As NASA's Pluto probe New Horizons successfully whizzed past the Pluto system on July 14, 2015, it marked an end to an historic era of mankind. An era of initial reconnaissance of our Solar system, that all started on that unexpected day of October 4, 1957 when the Soviet Union launched Sputnik. A day that was anticipated by many civilizations before the current times. Now, as of July 14, 2015, all classical planets have been visited by spacecraft, either by landing, orbiting or fly-by, but all sent from the good humans of the blue planet, third from the Sun. It marks an era that will be remembered by future generations. Future generations that will one day, give and take in about 5 billion years, leave planet Earth to seek shelter from the stellar nova of our own Sun.

A new Space era is already ongoing. The commercial use of Space for telecom, Earth observation and navigation, and its vast number of applications have created a backbone for economic and societal prosperity for mankind on Earth. These are all built on the fundaments laid down by that very first launch and its further evolution that led to the #PlutoFlyBy. 

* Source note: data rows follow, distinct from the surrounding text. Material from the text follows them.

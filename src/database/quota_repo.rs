use sqlx::SqlitePool;

const SQL_ENSURE_QUOTA_ROW: &str = r#"
INSERT INTO daily_quota (user_id, day, kind, used)
VALUES (?1, ?2, ?3, 0)
ON CONFLICT (user_id, day, kind) DO NOTHING
"#;

// Conditional increment: the check and the write are one statement.
const SQL_RESERVE_QUOTA: &str = r#"
UPDATE daily_quota
SET used = used + 1
WHERE user_id = ?1 AND day = ?2 AND kind = ?3 AND used < ?4
"#;

const SQL_RELEASE_QUOTA: &str = r#"
UPDATE daily_quota
SET used = used - 1
WHERE user_id = ?1 AND day = ?2 AND kind = ?3 AND used > 0
"#;

const SQL_LOAD_USED: &str = r#"
SELECT used
FROM daily_quota
WHERE user_id = ?1 AND day = ?2 AND kind = ?3
"#;

pub async fn try_reserve(
    pool: &SqlitePool,
    user_id: &str,
    day: &str,
    kind: &str,
    limit: u32,
) -> sqlx::Result<bool> {
    sqlx::query(SQL_ENSURE_QUOTA_ROW)
        .bind(user_id)
        .bind(day)
        .bind(kind)
        .execute(pool)
        .await?;

    let result = sqlx::query(SQL_RESERVE_QUOTA)
        .bind(user_id)
        .bind(day)
        .bind(kind)
        .bind(i64::from(limit))
        .execute(pool)
        .await?;
    Ok(result.rows_affected() == 1)
}

pub async fn release(pool: &SqlitePool, user_id: &str, day: &str, kind: &str) -> sqlx::Result<()> {
    sqlx::query(SQL_RELEASE_QUOTA)
        .bind(user_id)
        .bind(day)
        .bind(kind)
        .execute(pool)
        .await?;
    Ok(())
}

pub async fn load_used(pool: &SqlitePool, user_id: &str, day: &str, kind: &str) -> sqlx::Result<i64> {
    let row: Option<(i64,)> = sqlx::query_as(SQL_LOAD_USED)
        .bind(user_id)
        .bind(day)
        .bind(kind)
        .fetch_optional(pool)
        .await?;
    Ok(row.map(|r| r.0).unwrap_or(0))
}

Untill today, July 16, 2015, the true commercial use of Space for exploration was never part of the new Space era. Today, the US based private company Planetary Resources deployed its first prototype in Space of a machine, that one day will lead to economic value created in Space, by finding valuable resources on near-Earth asteroids. The A3R spacecraft will test critical technologies and functionalities to obtain technology building blocks for future deep space asteroid prospecting spacecraft. The new Space era has now really started with its own Sputnik: the A3R.